Miss Somma gave evidence. She said that she had used the licence agreement for
about three years, and that she did not think that she introduced the form of
licence because of the Rent Acts. She said that normally if one licensee went,
then a friend of the remaining licensee would move in with her approval, and
that if another licensee did not move in then she would lose the money and
would not be able to recover it from the remaining licensee. We quote the note
of the evidence she gave in cross-examination:
I do not
force people to share accommodation with people they do not like. The licence
says I can put one other person in the room. I run my business on a humanity
basis. I would not let a drunkard into a room in any case. I do not deal with
fantasies. My plans are very happy. I do not force anyone to share with those
whom they do not like. We both have a right in practice to choose who goes in.
If a man was a drunkard I would not let him share. I do not think the licence
has anything to do with the Rent Acts. I always let on a sharing basis. I have
changed to sharing licences for my flats and rooms. I introduced the forms
several years before. It suits people as they are always moving–I use 12-week
periods.
H in evidence
said that he was not shown the licence agreement on the first visit to Mr
Ritter, whereupon the judge observed that there was no point in pursuing that
line of questioning as H was an intelligent man and he entered into the
agreement and was therefore bound by it, and that he the judge had to construe
the documents. H said he read the document for five or 10 minutes at the most,
and queried it slightly but was told it was a standard document for letting. He
asked about clause 19, as it looked as if three people could share, but Ritter
‘brushed it off.’ He said he had moved
his possessions into the flat, and that it did not seem a good thing to quarrel
with the licence. In cross-examination he said that he and S signed separate
agreements and made payments under the licences separately. He said he did not
know if he would be responsible for paying both licence fees if S left; that he
did not take legal advice because it would have been too expensive; and that he
preferred to have the accommodation on the terms it was offered to him than not
to have the accommodation at all.
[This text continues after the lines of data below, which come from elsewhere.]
//! HTTP social platform client over the rotating credential pool.
//!
//! Bearer tokens are not cached here: every call reads the current token
//! for the selected credential from the persistence gateway, so a refresh
//! landed by the lifecycle manager takes effect on the next request.

use std::sync::Arc;

use async_trait::async_trait;
use reqwest::multipart;
use serde::Deserialize;
use serde_json::json;
use uuid::Uuid;

use super::{RawPost, SearchPage, SearchStart, SocialApi, TokenPair};
use crate::error::{Error, Result};
use crate::persist::Gateway;
use crate::social::auth::bearer_token_key;
use crate::social::pool::{Credential, CredentialPool};

const API_BASE: &str = "https://api.twitter.com/2";
const UPLOAD_BASE: &str = "https://upload.twitter.com/1.1";
pub(crate) const TOKEN_URL: &str = "https://api.twitter.com/2/oauth2/token";
pub(crate) const AUTHORIZE_URL: &str = "https://twitter.com/i/oauth2/authorize";
pub(crate) const SCOPES: &str = "tweet.read users.read tweet.write offline.access";

/// Sentinel stored bearer when a credential has never been authorized.
const UNKNOWN_TOKEN: &str = "<unknown>";

/// Pages are kept small; the poll interval already respects the search
/// rate limit, so depth matters more than width here.
const SEARCH_PAGE_SIZE: u32 = 10;

pub struct HttpSocialClient {
    http: reqwest::Client,
    pool: Arc<CredentialPool>,
    gateway: Arc<dyn Gateway>,
    api_base: String,
    upload_base: String,
}

impl HttpSocialClient {
    pub fn new(pool: Arc<CredentialPool>, gateway: Arc<dyn Gateway>) -> Self {
        Self {
            http: reqwest::Client::new(),
            pool,
            gateway,
            api_base: API_BASE.to_string(),
            upload_base: UPLOAD_BASE.to_string(),
        }
    }

    /// Current bearer token for a credential, as persisted by the refresh
    /// loop. Falls back to a sentinel that the platform will reject with a
    /// 401, which surfaces as a normal transient failure.
    async fn bearer_for(&self, credential: &Credential) -> Result<String> {
        Ok(self
            .gateway
            .get_config(&bearer_token_key(&credential.client_id))
            .await?
            .unwrap_or_else(|| UNKNOWN_TOKEN.to_string()))
    }

    async fn platform_error(response: reqwest::Response) -> Error {
        let status = response.status().as_u16();
        let message = response.text().await.unwrap_or_default();
        Error::Social { status, message }
    }
}

#[async_trait]
impl SocialApi for HttpSocialClient {
    async fn search_recent(
        &self,
        query: &str,
        start: &SearchStart,
        page_token: Option<&str>,
    ) -> Result<SearchPage> {
        let credential = self.pool.next();
        let bearer = self.bearer_for(credential).await?;

        let mut request = self
            .http
            .get(format!("{}/tweets/search/recent", self.api_base))
            .bearer_auth(bearer)
            .query(&[
                ("query", query.to_string()),
                ("max_results", SEARCH_PAGE_SIZE.to_string()),
                ("expansions", "author_id".to_string()),
                ("tweet.fields", "author_id,created_at".to_string()),
                ("user.fields", "name,username".to_string()),
            ]);

        // A continuation token supersedes the window bounds.
        match page_token {
            Some(token) => request = request.query(&[("next_token", token)]),
            None => match start {
                SearchStart::SinceId(id) => request = request.query(&[("since_id", id)]),
                SearchStart::SinceTime(t) => {
                    let start_time = t.to_rfc3339();
                    request = request.query(&[("start_time", start_time.as_str())]);
                }
            },
        }

        let response = request.send().await?;
        if !response.status().is_success() {
            return Err(Self::platform_error(response).await);
        }
        let body: SearchResponse = response.json().await?;

        let posts = body
            .data
            .into_iter()
            .map(|tweet| {
                let author_name = body
                    .includes
                    .users
                    .iter()
                    .find(|u| u.id == tweet.author_id)
                    .map(|u| u.name.clone())
                    .unwrap_or_else(|| tweet.author_id.clone());
                RawPost {
                    id: tweet.id,
                    author_id: tweet.author_id,
                    author_name,
                    text: tweet.text,
                }
            })
            .collect();

        Ok(SearchPage {
            posts,
            next_token: body.meta.next_token,
            newest_id: body.meta.newest_id,
        })
    }

    async fn post(
        &self,
        text: &str,
        reply_to: Option<&str>,
        media_id: Option<&str>,
        use_primary: bool,
    ) -> Result<String> {
        let credential = self.pool.select(use_primary);
        let bearer = self.bearer_for(credential).await?;

        let mut body = json!({ "text": text });
        if let Some(parent) = reply_to {
            body["reply"] = json!({ "in_reply_to_tweet_id": parent });
        }
        if let Some(media) = media_id {
            body["media"] = json!({ "media_ids": [media] });
        }

        let response = self
            .http
            .post(format!("{}/tweets", self.api_base))
            .bearer_auth(bearer)
            .json(&body)
            .send()
            .await?;
        if !response.status().is_success() {
            return Err(Self::platform_error(response).await);
        }
        let created: PostResponse = response.json().await?;
        Ok(created.data.id)
    }

    async fn upload_media(&self, source_url: &str, mime_type: &str) -> Result<String> {
        let media = self.http.get(source_url).send().await?;
        if !media.status().is_success() {
            return Err(Self::platform_error(media).await);
        }
        let bytes = media.bytes().await?;

        let extension = mime_type.split('/').next_back().unwrap_or("bin");
        let part = multipart::Part::bytes(bytes.to_vec())
            .file_name(format!("{}-gameplay.{extension}", Uuid::new_v4()))
            .mime_str(mime_type)?;
        let owners = self
            .pool
            .owner_ids()
            .into_iter()
            .collect::<Vec<_>>()
            .join(",");
        let form = multipart::Form::new()
            .part("media", part)
            .text("additional_owners", owners);

        let credential = self.pool.next();
        let bearer = self.bearer_for(credential).await?;
        let response = self
            .http
            .post(format!("{}/media/upload.json", self.upload_base))
            .bearer_auth(bearer)
            .multipart(form)
            .send()
            .await?;
        if !response.status().is_success() {
            return Err(Self::platform_error(response).await);
        }
        let uploaded: MediaResponse = response.json().await?;
        Ok(uploaded.media_id_string)
    }

    async fn refresh_credential(
        &self,
        credential: &Credential,
        refresh_token: &str,
    ) -> Result<TokenPair> {
        use secrecy::ExposeSecret as _;

        let response = self
            .http
            .post(TOKEN_URL)
            .basic_auth(
                &credential.client_id,
                Some(credential.client_secret.expose_secret()),
            )
            .form(&[
                ("grant_type", "refresh_token"),
                ("refresh_token", refresh_token),
                ("client_id", credential.client_id.as_str()),
            ])
            .send()
            .await?;
        if !response.status().is_success() {
            return Err(Self::platform_error(response).await);
        }
        let token: TokenResponse = response.json().await?;
        Ok(TokenPair {
            bearer_token: token.access_token,
            refresh_token: token.refresh_token,
        })
    }
}

#[derive(Debug, Deserialize)]
struct SearchResponse {
    #[serde(default)]
    data: Vec<SearchTweet>,
    #[serde(default)]
    includes: SearchIncludes,
    #[serde(default)]
    meta: SearchMeta,
}

#[derive(Debug, Deserialize)]
struct SearchTweet {
    id: String,
    author_id: String,
    text: String,
}

#[derive(Debug, Default, Deserialize)]
struct SearchIncludes {
    #[serde(default)]
    users: Vec<SearchUser>,
}

#[derive(Debug, Deserialize)]
struct SearchUser {
    id: String,
    name: String,
}

#[derive(Debug, Default, Deserialize)]
struct SearchMeta {
    newest_id: Option<String>,
    next_token: Option<String>,
}

#[derive(Debug, Deserialize)]
struct PostResponse {
    data: PostData,
}

#[derive(Debug, Deserialize)]
struct PostData {
    id: String,
}

#[derive(Debug, Deserialize)]
struct MediaResponse {
    media_id_string: String,
}

#[derive(Debug, Deserialize)]
struct TokenResponse {
    access_token: String,
    refresh_token: String,
}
That concluded the evidence. The judge did
not call upon Mr Seifert until after he had heard Mr Purchas. Mr Purchas
invited the judge to construe the documents, and in the course of argument the
judge said that everything in the documents was utterly artificial from start
to finish. The document was not a licence at all but a joint tenancy, and the
landlord could not wrap it up with extraordinary expressions. Mr Purchas said
that was at variance with what the judge had said earlier when he said that he
had to construe the documents, and asked to pursue further his
cross-examination of H. The judge refused to hear further evidence. At the end
of Mr Purchas’s speech, Mr Seifert was called upon, and reminded the judge of
the 71
relevance of surrounding circumstances. Against that background we came to the
judgment.
It is clear
from the terms of his judgment, from the note to his judgment which he has
supplied, and from what he is reported to have said in the course of argument,
that he was seeking to ascertain the nature of the agreement solely from the
terms of the written documents. Thus, despite the fact that a fair body of
evidence was called before him as to the surrounding circumstances, it seems
from what the learned judge himself says on the second page of his judgment,
that Mr Seifert did not press or at least did not press very strongly that the
learned judge should consider anything outside the terms of the documents. This
is what the learned judge had to say about it: ‘at first there was an attempt
by the solicitor for the respondents which I am not sure if he abandoned to say
that the parties’ rights were not circumscribed by these documents’; and a
little lower down: ‘the parties would be entitled to ask the court to consider
whether an antecedent bargain was made here, and whether that altered the
contract before me. I do not think that side of the argument is now pursued
because the male respondent is an educated man. I did not see the girl but I
presume she is also educated.’ It is
clear from these passages, and others to which there is no need for us to
refer, that the learned judge rejected, inferentially at least, that there was
any oral agreement outside the two documents which would be capable of
affecting their meaning. Thus we start from the basis that it is to the
documents that we must look and to the documents alone. This has an important
bearing on the whole of the case.
The next
matter is to discover what was the ground of the argument for a joint tenancy
vested in H and S. One reads from the judgment again. The learned judge says
this, ‘They understood what they were letting themselves in for. On February 21
1976 there was really a joint licence relating to the flat albeit cloaked
around by the documents.’ There he is
saying it is a joint licence. Does he mean joint ‘interest’ of some sort? That is probably the case although it is
difficult to say. Then he goes on to say this:
there is no
sign here of the incidents which one finds for a landlord and tenant
relationship but heaps of indications which show that the parties if they
applied their minds to it conferred on these people a joint tenancy or the
rights of joint tenants or the equivalent rights on them. It is not an
elaborate matter of this sort. It is trite law that one does not now look for
exclusive possession. We are warned off by placing too much emphasis on
exclusive possession. The relationship between the landlord and these two young
people was one of joint tenants I have no doubt about that whatever.
He then goes
on to deal with clause 19 of the documents which permits or purports to permit
the landlord to impose another occupant on a remaining grantee whether it be H
or S and to say that such a clause must be illegal and is therefore not binding
upon the grantees.
It seems to us
that the reasoning behind the judge’s ultimate conclusion is this:
(1) Although there are on the
face of it two documents here which if taken separately would give neither
grantee exclusive possession, this is not fatal to the claim of the occupants
that this was a tenancy, because the two documents must be construed together
and if that is done they are apt to confer on the couple a joint interest of
some sort in the room.
(2) The other clauses which
appear to make the occupation non-exclusive are illegal possibly on the grounds
of public policy and therefore are not binding upon the grantees.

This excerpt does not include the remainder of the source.